//! Invocation of buildpack detect and build executables.

use crate::env::{ActionType, BuildEnv, Env};
use crate::errors::Error;
use crate::exit_code;
use lifecycle_common::toml_file::{read_optional_toml_file, read_toml_file, write_toml_file};
use lifecycle_data::api::ApiVersion;
use lifecycle_data::bom::{with_buildpack, BomEntry};
use lifecycle_data::build::BuildToml;
use lifecycle_data::build_plan::{DetectPlan, Require};
use lifecycle_data::buildpack::BuildpackDescriptor;
use lifecycle_data::buildpack_plan::BuildpackPlan;
use lifecycle_data::group::GroupEntry;
use lifecycle_data::launch::{Label, LaunchToml, Process, Slice};
use std::fs;
use std::io::{self, Write};
use std::path::{Path, PathBuf};
use std::process::Command;

pub const ENV_BUILDPACK_DIR: &str = "CNB_BUILDPACK_DIR";
pub const ENV_PLATFORM_DIR: &str = "CNB_PLATFORM_DIR";
pub const ENV_BUILD_PLAN_PATH: &str = "CNB_BUILD_PLAN_PATH";

/// Everything a detect invocation needs besides the buildpack itself.
pub struct DetectConfig {
    pub app_dir: PathBuf,
    pub platform_dir: PathBuf,
    /// Environment for regular buildpacks: the process environment with the
    /// platform's `env/` directory applied.
    pub full_env: Env,
    /// Environment for `clear-env` buildpacks: the bare process environment.
    pub clear_env: Env,
}

/// The outcome of one buildpack's detect executable.
///
/// Exit code 0 is a pass, 100 a clean opt-out, anything else an error. Plan
/// parse failures and spawn failures are folded into `code`/`err` rather
/// than propagated, so that an optional buildpack's failure stays
/// recoverable.
#[derive(Clone, Debug, Default)]
pub struct DetectRun {
    pub code: i32,
    pub stdout: String,
    pub stderr: String,
    pub plan: DetectPlan,
    pub err: Option<String>,
}

/// Everything a build invocation needs besides the buildpack and its plan.
pub struct BuildConfig<'a> {
    pub app_dir: PathBuf,
    pub layers_dir: PathBuf,
    pub platform_dir: PathBuf,
    pub env: &'a mut BuildEnv,
    pub out: &'a mut dyn Write,
    pub err: &'a mut dyn Write,
}

/// The aggregated outputs of one buildpack's build, after schema-version
/// dispatch.
#[derive(Clone, Debug, Default)]
pub struct BuildResult {
    pub bom: Vec<BomEntry>,
    pub labels: Vec<Label>,
    pub met_requires: Vec<String>,
    pub processes: Vec<Process>,
    pub slices: Vec<Slice>,
}

/// Invocation of a single buildpack's executables. The subprocess mechanism
/// is behind this trait so the resolver and pipeline can be exercised with
/// scripted runs.
pub trait BuildpackRunner {
    fn run_detect(&self, descriptor: &BuildpackDescriptor, config: &DetectConfig) -> DetectRun;

    fn run_build(
        &self,
        descriptor: &BuildpackDescriptor,
        plan: BuildpackPlan,
        config: &mut BuildConfig<'_>,
    ) -> Result<BuildResult, Error>;
}

/// Runs buildpack executables as child processes.
pub struct ProcessRunner;

impl BuildpackRunner for ProcessRunner {
    fn run_detect(&self, descriptor: &BuildpackDescriptor, config: &DetectConfig) -> DetectRun {
        let plan_dir = match scratch_dir(descriptor) {
            Ok(plan_dir) => plan_dir,
            Err(io_error) => return DetectRun::failed(io_error.to_string()),
        };
        let plan_path = plan_dir.path().join("plan.toml");

        let mut command = Command::new(descriptor.dir.join("bin").join("detect"));
        command
            .arg(&config.platform_dir)
            .arg(&plan_path)
            .current_dir(&config.app_dir)
            .env_clear()
            .envs(if descriptor.buildpack.clear_env {
                &config.clear_env
            } else {
                &config.full_env
            })
            .env(ENV_BUILDPACK_DIR, &descriptor.dir)
            .env(ENV_PLATFORM_DIR, &config.platform_dir)
            .env(ENV_BUILD_PLAN_PATH, &plan_path);

        let output = match command.output() {
            Ok(output) => output,
            Err(io_error) => return DetectRun::failed(io_error.to_string()),
        };

        let mut run = DetectRun {
            code: output.status.code().unwrap_or(-1),
            stdout: String::from_utf8_lossy(&output.stdout).into_owned(),
            stderr: String::from_utf8_lossy(&output.stderr).into_owned(),
            plan: DetectPlan::default(),
            err: None,
        };

        if run.code == exit_code::CODE_DETECT_PASS {
            match read_optional_toml_file::<DetectPlan>(&plan_path) {
                Ok(plan) => run.plan = plan,
                Err(toml_error) => {
                    run.code = -1;
                    run.err = Some(toml_error.to_string());
                    return run;
                }
            }

            if let Err(message) = normalize_detect_plan(&mut run.plan, descriptor) {
                run.code = -1;
                run.err = Some(message);
            }
        }

        run
    }

    fn run_build(
        &self,
        descriptor: &BuildpackDescriptor,
        plan: BuildpackPlan,
        config: &mut BuildConfig<'_>,
    ) -> Result<BuildResult, Error> {
        let buildpack = format!(
            "{}@{}",
            descriptor.buildpack.id, descriptor.buildpack.version
        );
        let dir_name = descriptor.buildpack.id.directory_name();

        let bp_layers_dir = config.layers_dir.join(&dir_name);
        fs::create_dir_all(&bp_layers_dir)?;

        // The plan the buildpack reads is written to a scratch directory that
        // lives exactly as long as this invocation.
        let plan_dir = scratch_dir(descriptor)?;
        let bp_plan_path = plan_dir.path().join(&dir_name).join("plan.toml");
        write_toml_file(&plan, &bp_plan_path)?;

        let env = if descriptor.buildpack.clear_env {
            config.env.list()
        } else {
            config.env.with_platform(&config.platform_dir)?
        };

        let output = Command::new(descriptor.dir.join("bin").join("build"))
            .arg(&bp_layers_dir)
            .arg(&config.platform_dir)
            .arg(&bp_plan_path)
            .current_dir(&config.app_dir)
            .env_clear()
            .envs(&env)
            .env(ENV_BUILDPACK_DIR, &descriptor.dir)
            .env(ENV_PLATFORM_DIR, &config.platform_dir)
            .output()
            .map_err(|source| Error::BuildpackInvocation {
                buildpack: buildpack.clone(),
                source,
            })?;

        config.out.write_all(&output.stdout)?;
        config.err.write_all(&output.stderr)?;

        if !output.status.success() {
            return Err(Error::Buildpack {
                buildpack,
                code: output.status.code().unwrap_or(-1),
            });
        }

        setup_env(config.env, &bp_layers_dir, descriptor.api)?;

        read_build_outputs(descriptor, &bp_layers_dir, &bp_plan_path, &plan)
    }
}

impl DetectRun {
    fn failed(err: String) -> Self {
        Self {
            code: -1,
            err: Some(err),
            ..Self::default()
        }
    }
}

fn scratch_dir(descriptor: &BuildpackDescriptor) -> io::Result<tempfile::TempDir> {
    tempfile::Builder::new()
        .prefix(&format!(
            "{}-",
            descriptor.buildpack.id.directory_name()
        ))
        .tempdir()
}

/// Applies the version-slot rules to a freshly read detect plan.
///
/// Buildpacks speaking an API before 0.3 may carry versions in the top-level
/// slot; those are moved into `metadata.version` so exactly one slot stays
/// authoritative. Populating both slots is rejected. Later APIs pass the
/// top-level slot through untouched.
fn normalize_detect_plan(
    plan: &mut DetectPlan,
    descriptor: &BuildpackDescriptor,
) -> Result<(), String> {
    if descriptor.api >= ApiVersion::new(0, 3) {
        return Ok(());
    }

    let buildpack = &descriptor.buildpack.id;
    let requires = plan
        .requires
        .iter_mut()
        .chain(plan.or.iter_mut().flat_map(|sections| sections.requires.iter_mut()));

    for require in requires {
        if require.has_doubly_specified_versions() {
            return Err(format!(
                "buildpack '{buildpack}' has a top-level version and a metadata version for requirement '{}'",
                require.name
            ));
        }
        require.convert_version_to_metadata();
    }

    Ok(())
}

/// Adds every layer of `bp_layers_dir` that declares `build = true` to the
/// shared build environment: root directories first, then the layers' `env/`
/// and `env.build/` directories, in lexical layer-name order.
fn setup_env(build_env: &mut BuildEnv, bp_layers_dir: &Path, api: ApiVersion) -> Result<(), Error> {
    let layer_dirs = build_layer_dirs(bp_layers_dir)?;

    for layer_dir in &layer_dirs {
        build_env.add_root_dir(layer_dir)?;
    }

    for layer_dir in &layer_dirs {
        let default_action = ActionType::default_for(api);
        build_env.add_env_dir(&layer_dir.join("env"), default_action)?;
        build_env.add_env_dir(&layer_dir.join("env.build"), default_action)?;
    }

    Ok(())
}

fn build_layer_dirs(bp_layers_dir: &Path) -> Result<Vec<PathBuf>, Error> {
    let entries = match fs::read_dir(bp_layers_dir) {
        Ok(entries) => entries,
        Err(io_error) if io_error.kind() == io::ErrorKind::NotFound => return Ok(Vec::new()),
        Err(io_error) => return Err(io_error.into()),
    };

    let mut layer_dirs = Vec::new();
    for dir_entry in entries {
        let dir_entry = dir_entry?;
        if !dir_entry.file_type()?.is_dir() {
            continue;
        }

        let mut descriptor_name = dir_entry.file_name();
        descriptor_name.push(".toml");
        if is_build_layer(&bp_layers_dir.join(descriptor_name)) {
            layer_dirs.push(dir_entry.path());
        }
    }

    layer_dirs.sort();
    Ok(layer_dirs)
}

fn is_build_layer(descriptor_path: &Path) -> bool {
    read_toml_file::<lifecycle_data::layer::LayerMetadataFile>(descriptor_path)
        .map(|file| file.build)
        .unwrap_or(false)
}

/// Reads a buildpack's outputs after a successful build, dispatching on its
/// API version.
///
/// Before API 0.5 the buildpack communicates met requirements by trimming
/// the plan file it was handed, and that file doubles as its BOM. From 0.5
/// on, `build.toml` declares unmet requirements and the BOM comes from
/// `launch.toml`, with top-level versions rejected.
fn read_build_outputs(
    descriptor: &BuildpackDescriptor,
    bp_layers_dir: &Path,
    bp_plan_path: &Path,
    plan_in: &BuildpackPlan,
) -> Result<BuildResult, Error> {
    let tag = GroupEntry::new(
        descriptor.buildpack.id.clone(),
        descriptor.buildpack.version.clone(),
    );

    let mut result = BuildResult::default();
    let launch: LaunchToml = read_optional_toml_file(bp_layers_dir.join("launch.toml"))?;

    if descriptor.api < ApiVersion::new(0, 5) {
        let plan_out: BuildpackPlan = read_toml_file(bp_plan_path)?;
        validate_bom(&plan_out.entries, descriptor.api)?;

        let mut bom_requires = plan_out.entries.clone();
        for require in &mut bom_requires {
            require.convert_version_to_metadata();
        }
        result.bom = with_buildpack(&tag, bom_requires);
        result.met_requires = plan_out.names();
    } else {
        let build_toml: BuildToml = read_optional_toml_file(bp_layers_dir.join("build.toml"))?;
        validate_bom(&build_toml.bom, descriptor.api)?;
        validate_unmet(&build_toml.unmet, plan_in)?;
        result.met_requires = plan_in.filter(&build_toml.unmet).names();

        validate_bom(&launch.bom, descriptor.api)?;
        result.bom = with_buildpack(&tag, launch.bom.clone());
    }

    result.labels = launch.labels;
    result.slices = launch.slices;
    result.processes = launch.processes;
    for process in &mut result.processes {
        process.buildpack_id = Some(descriptor.buildpack.id.clone());
    }

    Ok(result)
}

fn validate_bom(bom: &[Require], api: ApiVersion) -> Result<(), Error> {
    if api < ApiVersion::new(0, 5) {
        for entry in bom {
            if entry.has_inconsistent_versions() {
                return Err(Error::Validation(format!(
                    "bom entry '{}' has a top-level version that does not match its metadata version",
                    entry.name
                )));
            }
        }
    } else {
        for entry in bom {
            if entry.has_top_level_version() {
                return Err(Error::Validation(format!(
                    "bom entry '{}' has a top-level version which is not allowed. The buildpack should instead set metadata.version",
                    entry.name
                )));
            }
        }
    }

    Ok(())
}

fn validate_unmet(unmet: &[lifecycle_data::build::Unmet], plan: &BuildpackPlan) -> Result<(), Error> {
    for unmet_entry in unmet {
        if unmet_entry.name.is_empty() {
            return Err(Error::Validation(String::from("unmet.name is required")));
        }
        if !plan.entries.iter().any(|entry| entry.name == unmet_entry.name) {
            return Err(Error::Validation(format!(
                "unmet.name '{}' must match a requested dependency",
                unmet_entry.name
            )));
        }
    }

    Ok(())
}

□ □ □ □ □

Work to be completed>
Return exactly the opening lines of the listing above, ending with the line that has "use lifecycle_data::group::GroupEntry;".

The answer>
//! Invocation of buildpack detect and build executables.

use crate::env::{ActionType, BuildEnv, Env};
use crate::errors::Error;
use crate::exit_code;
use lifecycle_common::toml_file::{read_optional_toml_file, read_toml_file, write_toml_file};
use lifecycle_data::api::ApiVersion;
use lifecycle_data::bom::{with_buildpack, BomEntry};
use lifecycle_data::build::BuildToml;
use lifecycle_data::build_plan::{DetectPlan, Require};
use lifecycle_data::buildpack::BuildpackDescriptor;
use lifecycle_data::buildpack_plan::BuildpackPlan;
use lifecycle_data::group::GroupEntry;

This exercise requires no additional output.